### WHAT THE TASK ASKS
Using the entries that follow, state how many lines contain the word "match". The response is that number and nothing more.

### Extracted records
use anyhow::Result;

use crate::context::{BackendHandle, Context};
use crate::output::{print_info, print_success};

pub async fn schema(ctx: &Context) -> Result<()> {
    match &ctx.backend {
        BackendHandle::Postgres(backend) => {
            backend.ensure_schema(ctx.tables()).await?;
            print_success("Schema is up to date");
        }
        BackendHandle::Memory(_) => print_info("The memory backend has no schema"),
    }
    Ok(())
}

pub async fn cleanup(ctx: &Context) -> Result<()> {
    let now = ctx.clock.now();
    let removed = match &ctx.backend {
        BackendHandle::Postgres(backend) => backend.cleanup_expired(ctx.tables(), now).await?,
        BackendHandle::Memory(backend) => backend.purge_expired(now),
    };
    print_success(&format!("Removed {removed} expired artifacts"));
    Ok(())
}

### TASK RESULT
2